This Tri-Magnum, built by James Standiford of San Leandro, California, brings lots of attention - even from friendly policemen who stop him just to find out about it. Click on the image for a larger image and more information about this excellent rendition of Tri-Magnum.

Here's another outstanding Tri-Magnum. This one, built by Dan Hoffine of Lafayette, Indiana, is based on a Honda Gold Wing motorcycle. The Gold Wing is actually a better choice than the Kawasaki KZ900 used for the original vehicle. One year, Dan and his wife drove Tri-Magnum to the Daytona 500 motorcycle races and ended up doing a 10-minute interview about his Tri-Magnum experience in a piece that ran on national television.

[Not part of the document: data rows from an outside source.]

//! Intersection over Union (IoU) calculation.

use crate::types::{BoundingBox, BoxFormat};

/// Calculate the Intersection over Union (IoU) between a ground-truth and a predicted box.
///
/// Both boxes are read with `format`; `origin_size` boxes are converted to corners first.
/// Extents are inclusive pixel counts: a box spanning `x_min..=x_max` is
/// `x_max - x_min + 1` pixels wide, for intersection and areas alike.
///
/// # Arguments
///
/// * `gt` - Ground-truth box
/// * `pred` - Predicted box
/// * `format` - Coordinate convention of both boxes
///
/// # Returns
///
/// Returns a value between 0.0 (no overlap) and 1.0 (perfect overlap).
///
/// # Example
///
/// ```
/// use det_score::metrics::iou::calculate_iou;
/// use det_score::types::{BoundingBox, BoxFormat};
///
/// let gt = BoundingBox::new(0.0, 0.0, 9.0, 9.0);
/// let pred = BoundingBox::new(5.0, 5.0, 14.0, 14.0);
/// let iou = calculate_iou(&gt, &pred, BoxFormat::Corners);
/// // 5x5 overlap, two 10x10 boxes: 25 / 175
/// assert!((iou - 25.0 / 175.0).abs() < 1e-12);
/// ```
pub fn calculate_iou(gt: &BoundingBox, pred: &BoundingBox, format: BoxFormat) -> f64 {
    let gt = gt.to_corners(format);
    let pred = pred.to_corners(format);

    let dx = gt.x_max().min(pred.x_max()) - gt.x_min().max(pred.x_min()) + 1.0;
    if dx < 0.0 {
        return 0.0;
    }

    let dy = gt.y_max().min(pred.y_max()) - gt.y_min().max(pred.y_min()) + 1.0;
    if dy < 0.0 {
        return 0.0;
    }

    let overlap_area = dx * dy;
    let union_area = gt.inclusive_area() + pred.inclusive_area() - overlap_area;

    // Degenerate input only; valid boxes always have a union of at least one pixel.
    if union_area <= 0.0 {
        return 0.0;
    }

    overlap_area / union_area
}

/// Calculate the IoU matrix between ground-truth and predicted boxes.
///
/// `result[i][j]` is the IoU between `gts[i]` and `preds[j]`.
///
/// # Example
///
/// ```
/// use det_score::metrics::iou::calculate_iou_matrix;
/// use det_score::types::{BoundingBox, BoxFormat};
///
/// let gts = vec![BoundingBox::new(0.0, 0.0, 10.0, 10.0)];
/// let preds = vec![
///     BoundingBox::new(0.0, 0.0, 10.0, 10.0),
///     BoundingBox::new(50.0, 50.0, 60.0, 60.0),
/// ];
/// let matrix = calculate_iou_matrix(&gts, &preds, BoxFormat::Corners);
/// assert_eq!(matrix.len(), 1);
/// assert_eq!(matrix[0], vec![1.0, 0.0]);
/// ```
pub fn calculate_iou_matrix(
    gts: &[BoundingBox],
    preds: &[BoundingBox],
    format: BoxFormat,
) -> Vec<Vec<f64>> {
    gts.iter()
        .map(|gt| {
            preds
                .iter()
                .map(|pred| calculate_iou(gt, pred, format))
                .collect()
        })
        .collect()
}
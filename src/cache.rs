//! Per-image IoU cache shared across IoU thresholds.

use crate::metrics::iou::calculate_iou;
use crate::types::{BoundingBox, BoxFormat};

/// Dense `(gt index, prediction index)` matrix of lazily computed IoU values.
///
/// Geometry does not depend on the IoU threshold, so one cache serves every
/// threshold pass of an image. Cells are written at most once.
#[derive(Debug, Clone)]
pub struct IouCache {
    num_preds: usize,
    values: Vec<Option<f64>>,
}

impl IouCache {
    pub fn new(num_gts: usize, num_preds: usize) -> Self {
        Self {
            num_preds,
            values: vec![None; num_gts * num_preds],
        }
    }

    /// Return the cached IoU of `(gt, pred)`, computing and storing it on first access.
    pub fn get_or_compute(
        &mut self,
        gt_index: usize,
        gt: &BoundingBox,
        pred_index: usize,
        pred: &BoundingBox,
        format: BoxFormat,
    ) -> f64 {
        let offset = self.offset(gt_index, pred_index);
        *self.values[offset].get_or_insert_with(|| calculate_iou(gt, pred, format))
    }

    /// Number of cells filled so far.
    pub fn computed(&self) -> usize {
        self.values.iter().filter(|v| v.is_some()).count()
    }

    fn offset(&self, gt_index: usize, pred_index: usize) -> usize {
        debug_assert!(pred_index < self.num_preds);
        gt_index * self.num_preds + pred_index
    }
}

#[cfg(test)]
mod tests {
    use super::*;

    #[test]
    fn test_starts_empty() {
        let cache = IouCache::new(2, 3);
        assert_eq!(cache.computed(), 0);
    }

    #[test]
    fn test_write_once() {
        let gt = BoundingBox::new(0.0, 0.0, 10.0, 10.0);
        let pred = BoundingBox::new(0.0, 0.0, 10.0, 10.0);
        let other = BoundingBox::new(100.0, 100.0, 110.0, 110.0);

        let mut cache = IouCache::new(1, 1);
        let first = cache.get_or_compute(0, &gt, 0, &pred, BoxFormat::Corners);
        assert_eq!(first, 1.0);

        // A second lookup returns the stored value even if different boxes are passed.
        let second = cache.get_or_compute(0, &gt, 0, &other, BoxFormat::Corners);
        assert_eq!(second, 1.0);
        assert_eq!(cache.computed(), 1);
    }

    #[test]
    fn test_empty_dimensions() {
        let cache = IouCache::new(0, 5);
        assert_eq!(cache.computed(), 0);
        let cache = IouCache::new(5, 0);
        assert_eq!(cache.computed(), 0);
    }
}
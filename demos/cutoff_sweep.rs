//! Example: score a small validation set and search for the best confidence cutoff.
//!
//! Run with `RUST_LOG=debug` to see the per-cutoff pass summaries.

use det_score::adapt::RecordBuilder;
use det_score::config::ScoringConfig;
use det_score::evaluator::Evaluator;
use tracing_subscriber::EnvFilter;

fn main() -> Result<(), Box<dyn std::error::Error>> {
    let filter = EnvFilter::try_from_default_env().unwrap_or_else(|_| EnvFilter::new("info"));
    tracing_subscriber::fmt().with_env_filter(filter).init();

    println!("=== Cutoff Sweep Example ===\n");

    // Raw detector output at half resolution: targets yxyx, predictions xywh, unsorted.
    let builder = RecordBuilder::competition();
    let records = vec![
        builder.build(
            &[[10.0, 10.0, 60.0, 60.0], [200.0, 150.0, 260.0, 230.0]],
            &[
                [150.0, 200.0, 80.0, 60.0],
                [11.0, 10.0, 50.0, 50.0],
                [400.0, 400.0, 30.0, 30.0],
            ],
            &[0.45, 0.92, 0.28],
        )?,
        builder.build(
            &[[300.0, 300.0, 340.0, 360.0]],
            &[[300.0, 300.0, 60.0, 40.0], [50.0, 50.0, 20.0, 20.0]],
            &[0.81, 0.33],
        )?,
        builder.build(&[], &[[100.0, 100.0, 10.0, 10.0]], &[0.22])?,
    ];

    let evaluator = Evaluator::new(ScoringConfig::default())?;

    println!("1. Score at a fixed cutoff");
    let score = evaluator.score_dataset(&records, 0.3)?;
    println!("   cutoff {:.2} -> score {:.4}", score.cutoff, score.score);
    println!("   {}", score.stats.summary_string());
    println!();

    println!("2. Sweep the default cutoff range");
    let search = evaluator.search(&records)?;
    println!("   Cutoff | Score");
    println!("   -------|-------");
    for (cutoff, score) in &search.curve {
        println!("   {:>6.2} | {:.4}", cutoff, score);
    }
    println!();
    println!(
        "   Best score {:.4} at cutoff {:.2}",
        search.best_score, search.best_cutoff
    );

    Ok(())
}
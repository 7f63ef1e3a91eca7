//! Dataset-level scoring and confidence cutoff search.

use rayon::prelude::*;
use tracing::{debug, info};

use crate::config::ScoringConfig;
use crate::error::{Result, ScoringError};
use crate::metrics::precision::mean;
use crate::scorer::{image_precision_unchecked, validate_image};
use crate::stats::ScoreStats;
use crate::threshold::{filter_by_confidence, validate_threshold};
use crate::types::{CutoffSearch, DatasetScore, ImageRecord};

/// Scores datasets of [`ImageRecord`]s under a [`ScoringConfig`].
///
/// Images are scored in parallel, and so are the cutoffs of a sweep. Results are
/// reduced in input order, so output does not depend on scheduling.
#[derive(Debug, Clone, Default)]
pub struct Evaluator {
    config: ScoringConfig,
}

impl Evaluator {
    /// Create an evaluator, validating `config` up front.
    ///
    /// # Errors
    ///
    /// Returns [`ScoringError::InvalidConfiguration`] if the config is invalid.
    pub fn new(config: ScoringConfig) -> Result<Self> {
        config.validate()?;
        Ok(Self { config })
    }

    /// Evaluator with the competition defaults.
    pub fn competition() -> Self {
        Self::default()
    }

    pub fn config(&self) -> &ScoringConfig {
        &self.config
    }

    /// Precision of one image after dropping predictions scored at or below `cutoff`.
    ///
    /// The whole record is validated before filtering, so a malformed prediction is
    /// reported whatever the cutoff.
    pub fn score_image(&self, record: &ImageRecord, cutoff: f64) -> Result<(f64, ScoreStats)> {
        validate_threshold(cutoff)?;
        self.validate_record(record)?;
        self.score_validated(record, cutoff)
    }

    /// Mean image precision of the dataset at `cutoff`.
    ///
    /// # Errors
    ///
    /// * [`ScoringError::InvalidConfiguration`] if `cutoff` is outside [0.0, 1.0]
    ///   (checked before any image is scored)
    /// * [`ScoringError::EmptyDataset`] if `records` is empty
    /// * Any error of [`Evaluator::score_image`]
    pub fn score_dataset(&self, records: &[ImageRecord], cutoff: f64) -> Result<DatasetScore> {
        validate_threshold(cutoff)?;
        ensure_not_empty(records)?;
        self.validate_records(records)?;

        self.score_pass(records, cutoff)
    }

    /// Score the dataset at every cutoff in `candidates` and keep the best.
    ///
    /// The first candidate reaching the maximum score wins ties.
    ///
    /// # Errors
    ///
    /// * [`ScoringError::InvalidConfiguration`] if `candidates` is empty or any cutoff is
    ///   outside [0.0, 1.0] (checked before any image is scored)
    /// * [`ScoringError::EmptyDataset`] if `records` is empty
    pub fn search_cutoffs(
        &self,
        records: &[ImageRecord],
        candidates: &[f64],
    ) -> Result<CutoffSearch> {
        if candidates.is_empty() {
            return Err(ScoringError::InvalidConfiguration(
                "At least one candidate cutoff is required".to_string(),
            ));
        }
        candidates.iter().try_for_each(|&c| validate_threshold(c))?;
        ensure_not_empty(records)?;
        self.validate_records(records)?;

        let scores: Vec<DatasetScore> = candidates
            .par_iter()
            .map(|&cutoff| self.score_pass(records, cutoff))
            .collect::<Result<Vec<_>>>()?;

        let curve: Vec<(f64, f64)> = scores.iter().map(|s| (s.cutoff, s.score)).collect();

        let (mut best_cutoff, mut best_score) = curve[0];
        for &(cutoff, score) in &curve[1..] {
            if score > best_score {
                best_score = score;
                best_cutoff = cutoff;
            }
        }

        info!(
            "best score {:.4} at cutoff {:.2} over {} candidates, {} images",
            best_score,
            best_cutoff,
            candidates.len(),
            records.len()
        );

        Ok(CutoffSearch {
            best_score,
            best_cutoff,
            curve,
        })
    }

    /// Sweep the configured cutoff range.
    pub fn search(&self, records: &[ImageRecord]) -> Result<CutoffSearch> {
        let candidates = self.config.cutoff_range.candidates()?;
        self.search_cutoffs(records, &candidates)
    }

    fn validate_record(&self, record: &ImageRecord) -> Result<()> {
        validate_image(&record.gt_boxes, &record.predictions, self.config.box_format)
    }

    /// Runs once per call, before any scoring pass. Reports the first bad record.
    fn validate_records(&self, records: &[ImageRecord]) -> Result<()> {
        records
            .iter()
            .try_for_each(|record| self.validate_record(record))
    }

    /// Score a record that has already passed [`Evaluator::validate_record`].
    fn score_validated(&self, record: &ImageRecord, cutoff: f64) -> Result<(f64, ScoreStats)> {
        let kept = filter_by_confidence(&record.predictions, cutoff)?;
        let precision = image_precision_unchecked(
            &record.gt_boxes,
            &kept,
            &self.config.iou_thresholds,
            self.config.box_format,
        );

        let mut stats = ScoreStats::new();
        stats.record_image(record.gt_boxes.len(), record.predictions.len(), kept.len());

        Ok((precision, stats))
    }

    /// One scoring pass over validated records.
    fn score_pass(&self, records: &[ImageRecord], cutoff: f64) -> Result<DatasetScore> {
        let per_image: Vec<(f64, ScoreStats)> = records
            .par_iter()
            .map(|record| self.score_validated(record, cutoff))
            .collect::<Result<Vec<_>>>()?;

        let precisions: Vec<f64> = per_image.iter().map(|(p, _)| *p).collect();
        let mut stats = ScoreStats::new();
        for (_, image_stats) in &per_image {
            stats.merge(image_stats);
        }

        let score = mean(&precisions);
        debug!("cutoff {:.2}: score {:.4} ({})", cutoff, score, stats.summary_string());

        Ok(DatasetScore {
            score,
            cutoff,
            iou_thresholds: self.config.iou_thresholds.clone(),
            stats,
        })
    }
}

/// Mean image precision over the competition IoU thresholds (0.50..=0.75) with
/// corner boxes, keeping predictions with score strictly above `score_threshold`.
///
/// # Example
///
/// ```
/// use det_score::evaluator::calculate_final_score;
/// use det_score::types::{BoundingBox, ImageRecord, Prediction};
///
/// let records = vec![ImageRecord::new(
///     vec![BoundingBox::new(0.0, 0.0, 10.0, 10.0)],
///     vec![Prediction::new([0.0, 0.0, 10.0, 10.0], 0.9)],
/// )];
/// assert_eq!(calculate_final_score(&records, 0.5).unwrap(), 1.0);
/// ```
pub fn calculate_final_score(records: &[ImageRecord], score_threshold: f64) -> Result<f64> {
    Evaluator::competition()
        .score_dataset(records, score_threshold)
        .map(|s| s.score)
}

/// Best [`calculate_final_score`] over `candidate_cutoffs`, first maximum winning ties.
pub fn search_best_cutoff(
    records: &[ImageRecord],
    candidate_cutoffs: &[f64],
) -> Result<CutoffSearch> {
    Evaluator::competition().search_cutoffs(records, candidate_cutoffs)
}

fn ensure_not_empty(records: &[ImageRecord]) -> Result<()> {
    if records.is_empty() {
        return Err(ScoringError::EmptyDataset(
            "No image records to score".to_string(),
        ));
    }
    Ok(())
}
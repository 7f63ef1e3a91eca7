//! Error types for the det-score library.

use thiserror::Error;

/// Result type for det-score operations.
pub type Result<T> = std::result::Result<T, ScoringError>;

/// Error types that can occur while scoring detections.
#[derive(Error, Debug)]
pub enum ScoringError {
    /// Error during JSON parsing or serialization.
    #[error("JSON error: {0}")]
    JsonError(#[from] serde_json::Error),

    /// Error during I/O operations.
    #[error("IO error: {0}")]
    IoError(#[from] std::io::Error),

    /// A box that cannot be scored (inverted corners, negative size, non-finite value).
    #[error("Invalid bounding box: {0}")]
    InvalidBox(String),

    /// IoU threshold, score cutoff or cutoff range outside the accepted domain.
    #[error("Invalid configuration: {0}")]
    InvalidConfiguration(String),

    /// Predictions were not ordered by descending confidence.
    #[error("Predictions not sorted by descending confidence: {0}")]
    UnsortedPredictions(String),

    /// Parallel arrays (boxes and scores) of different lengths.
    #[error("Length mismatch: {0}")]
    LengthMismatch(String),

    /// No image records to aggregate.
    #[error("Empty dataset: {0}")]
    EmptyDataset(String),
}
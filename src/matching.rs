//! Greedy matching of predictions to ground truth for a single image.

use crate::cache::IouCache;
use crate::metrics::precision::MatchCounts;
use crate::types::{BoundingBox, BoxFormat};

/// Which ground-truth boxes have been claimed during one matching pass.
///
/// Created fresh for every IoU threshold; the IoU cache is what carries over.
#[derive(Debug, Clone, PartialEq, Eq)]
pub struct MatchState {
    matched: Vec<bool>,
}

impl MatchState {
    /// All `num_gts` ground-truth boxes start unmatched.
    pub fn new(num_gts: usize) -> Self {
        Self {
            matched: vec![false; num_gts],
        }
    }

    pub fn is_matched(&self, gt_index: usize) -> bool {
        self.matched[gt_index]
    }

    pub fn mark_matched(&mut self, gt_index: usize) {
        self.matched[gt_index] = true;
    }

    pub fn matched_count(&self) -> usize {
        self.matched.iter().filter(|&&m| m).count()
    }

    pub fn unmatched_count(&self) -> usize {
        self.matched.len() - self.matched_count()
    }
}

/// Find the unmatched ground-truth box that best matches `pred`.
///
/// Candidates with an IoU below `threshold` are never matched. Among the rest the
/// highest IoU wins, and on equal IoU the lowest ground-truth index wins.
/// IoU values are read from `cache` or computed into it.
///
/// # Arguments
///
/// * `gts` - Ground-truth boxes of the image
/// * `state` - Match state of the current pass
/// * `pred` - Predicted box
/// * `pred_index` - Index of `pred` in the image's prediction list (cache column)
/// * `threshold` - Minimum IoU to consider a match
/// * `format` - Coordinate convention of the boxes
/// * `cache` - IoU cache of the image
///
/// # Returns
///
/// Index of the matched ground-truth box, or `None` if no candidate meets the threshold.
pub fn find_best_match(
    gts: &[BoundingBox],
    state: &MatchState,
    pred: &BoundingBox,
    pred_index: usize,
    threshold: f64,
    format: BoxFormat,
    cache: &mut IouCache,
) -> Option<usize> {
    let mut best: Option<(usize, f64)> = None;

    for (gt_index, gt) in gts.iter().enumerate() {
        if state.is_matched(gt_index) {
            continue;
        }

        let iou = cache.get_or_compute(gt_index, gt, pred_index, pred, format);
        if iou < threshold {
            continue;
        }

        // Strict comparison keeps the first index on ties.
        if best.map_or(true, |(_, best_iou)| iou > best_iou) {
            best = Some((gt_index, iou));
        }
    }

    best.map(|(gt_index, _)| gt_index)
}

/// Greedily match `preds` (descending confidence) against `gts` at one IoU threshold.
///
/// Each prediction claims its best unmatched ground truth (true positive) or
/// becomes a false positive. Ground truths left over are false negatives.
pub fn match_counts(
    gts: &[BoundingBox],
    preds: &[BoundingBox],
    threshold: f64,
    format: BoxFormat,
    cache: &mut IouCache,
) -> MatchCounts {
    let mut state = MatchState::new(gts.len());
    let mut tp = 0;
    let mut fp = 0;

    for (pred_index, pred) in preds.iter().enumerate() {
        match find_best_match(gts, &state, pred, pred_index, threshold, format, cache) {
            Some(gt_index) => {
                tp += 1;
                state.mark_matched(gt_index);
            }
            None => fp += 1,
        }
    }

    MatchCounts::new(tp, fp, state.unmatched_count())
}

/// Detection precision `tp / (tp + fp + fn)` of one image at one IoU threshold.
///
/// # Example
///
/// ```
/// use det_score::cache::IouCache;
/// use det_score::matching::calculate_precision;
/// use det_score::types::{BoundingBox, BoxFormat};
///
/// let gts = vec![
///     BoundingBox::new(0.0, 0.0, 10.0, 10.0),
///     BoundingBox::new(50.0, 50.0, 60.0, 60.0),
/// ];
/// let preds = vec![BoundingBox::new(0.0, 0.0, 10.0, 10.0)];
/// let mut cache = IouCache::new(gts.len(), preds.len());
///
/// let precision = calculate_precision(&gts, &preds, 0.5, BoxFormat::Corners, &mut cache);
/// assert_eq!(precision, 0.5);
/// ```
pub fn calculate_precision(
    gts: &[BoundingBox],
    preds: &[BoundingBox],
    threshold: f64,
    format: BoxFormat,
    cache: &mut IouCache,
) -> f64 {
    match_counts(gts, preds, threshold, format, cache).precision()
}

#[cfg(test)]
mod tests {
    use super::*;

    fn bbox(x1: f64, y1: f64, x2: f64, y2: f64) -> BoundingBox {
        BoundingBox::new(x1, y1, x2, y2)
    }

    fn precision(gts: &[BoundingBox], preds: &[BoundingBox], threshold: f64) -> f64 {
        let mut cache = IouCache::new(gts.len(), preds.len());
        calculate_precision(gts, preds, threshold, BoxFormat::Corners, &mut cache)
    }

    #[test]
    fn test_perfect_match() {
        let gts = vec![bbox(0.0, 0.0, 10.0, 10.0)];
        assert_eq!(precision(&gts, &gts, 0.5), 1.0);
    }

    #[test]
    fn test_no_match() {
        let gts = vec![bbox(0.0, 0.0, 10.0, 10.0)];
        let preds = vec![bbox(20.0, 20.0, 30.0, 30.0)];
        assert_eq!(precision(&gts, &preds, 0.5), 0.0);
    }

    #[test]
    fn test_below_threshold_is_false_positive() {
        // Only candidate, but IoU 25/175 < 0.5.
        let gts = vec![bbox(0.0, 0.0, 9.0, 9.0)];
        let preds = vec![bbox(5.0, 5.0, 14.0, 14.0)];
        let mut cache = IouCache::new(1, 1);
        let counts = match_counts(&gts, &preds, 0.5, BoxFormat::Corners, &mut cache);
        assert_eq!(counts, MatchCounts::new(0, 1, 1));
    }

    #[test]
    fn test_first_index_wins_ties() {
        // Two identical ground truths: both have IoU 1.0 with the prediction.
        let gts = vec![bbox(0.0, 0.0, 10.0, 10.0), bbox(0.0, 0.0, 10.0, 10.0)];
        let state = MatchState::new(2);
        let mut cache = IouCache::new(2, 1);
        let best = find_best_match(
            &gts,
            &state,
            &bbox(0.0, 0.0, 10.0, 10.0),
            0,
            0.5,
            BoxFormat::Corners,
            &mut cache,
        );
        assert_eq!(best, Some(0));
    }

    #[test]
    fn test_highest_iou_wins() {
        let gts = vec![bbox(2.0, 0.0, 12.0, 10.0), bbox(0.0, 0.0, 10.0, 10.0)];
        let state = MatchState::new(2);
        let mut cache = IouCache::new(2, 1);
        let best = find_best_match(
            &gts,
            &state,
            &bbox(0.0, 0.0, 10.0, 10.0),
            0,
            0.5,
            BoxFormat::Corners,
            &mut cache,
        );
        assert_eq!(best, Some(1));
    }

    #[test]
    fn test_matched_ground_truth_is_skipped() {
        let gts = vec![bbox(0.0, 0.0, 10.0, 10.0)];
        let mut state = MatchState::new(1);
        state.mark_matched(0);
        let mut cache = IouCache::new(1, 1);
        let best = find_best_match(
            &gts,
            &state,
            &gts[0],
            0,
            0.5,
            BoxFormat::Corners,
            &mut cache,
        );
        assert_eq!(best, None);
        // Matched boxes are not even looked up.
        assert_eq!(cache.computed(), 0);
    }

    #[test]
    fn test_duplicate_prediction_is_false_positive() {
        let gts = vec![bbox(0.0, 0.0, 10.0, 10.0)];
        let preds = vec![bbox(0.0, 0.0, 10.0, 10.0), bbox(0.0, 0.0, 10.0, 10.0)];
        let mut cache = IouCache::new(1, 2);
        let counts = match_counts(&gts, &preds, 0.5, BoxFormat::Corners, &mut cache);
        assert_eq!(counts, MatchCounts::new(1, 1, 0));
        assert_eq!(counts.precision(), 0.5);
    }

    #[test]
    fn test_greedy_order_matters() {
        // The first (most confident) prediction takes the ground truth it overlaps
        // best, even though a later prediction would have matched it perfectly.
        let gts = vec![bbox(0.0, 0.0, 10.0, 10.0)];
        let preds = vec![bbox(1.0, 0.0, 11.0, 10.0), bbox(0.0, 0.0, 10.0, 10.0)];
        let mut cache = IouCache::new(1, 2);
        let counts = match_counts(&gts, &preds, 0.5, BoxFormat::Corners, &mut cache);
        assert_eq!(counts, MatchCounts::new(1, 1, 0));
    }

    #[test]
    fn test_empty_image() {
        assert_eq!(precision(&[], &[], 0.5), 1.0);
    }

    #[test]
    fn test_only_ground_truth() {
        let gts = vec![bbox(0.0, 0.0, 10.0, 10.0)];
        assert_eq!(precision(&gts, &[], 0.5), 0.0);
    }

    #[test]
    fn test_match_state() {
        let mut state = MatchState::new(3);
        assert_eq!(state.unmatched_count(), 3);
        state.mark_matched(1);
        assert!(state.is_matched(1));
        assert!(!state.is_matched(0));
        assert_eq!(state.matched_count(), 1);
        assert_eq!(state.unmatched_count(), 2);
    }
}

This Tri-Magnum, which was built by Louis Hausmann, is presently in the hands of John Probst of Louisville Kentucky.   It is now powered by a stock 1977 KZ1000 motorcycle.  But plans are underway to rebuild the engine to drag-bike specs.   Notice the custom roof treatment, which turns the vehicle into a convertible.   

Tri-Magnum by Art Dodge

Art Dodge built this Tri-Magnum over a period of three years.  He did all the work himself, except for the upholstery.  He attached special fixtures to the frame so it can be towed behind his motor home.  Art says he would like to meet others with similar three-wheel vehicles.  You can reach him by email at:

Paul Latulippe"s Tri-Magnum

Paul Latulippe built this Tri-Magnum as his first foam and fiberglass project.  Paul is a member of the Yahoo Yahoo Tri-Magnum discussion group where he has given and received lots of tips.  According to Paul, Lemon Pledge will remove fine scratches from acrylic windows. 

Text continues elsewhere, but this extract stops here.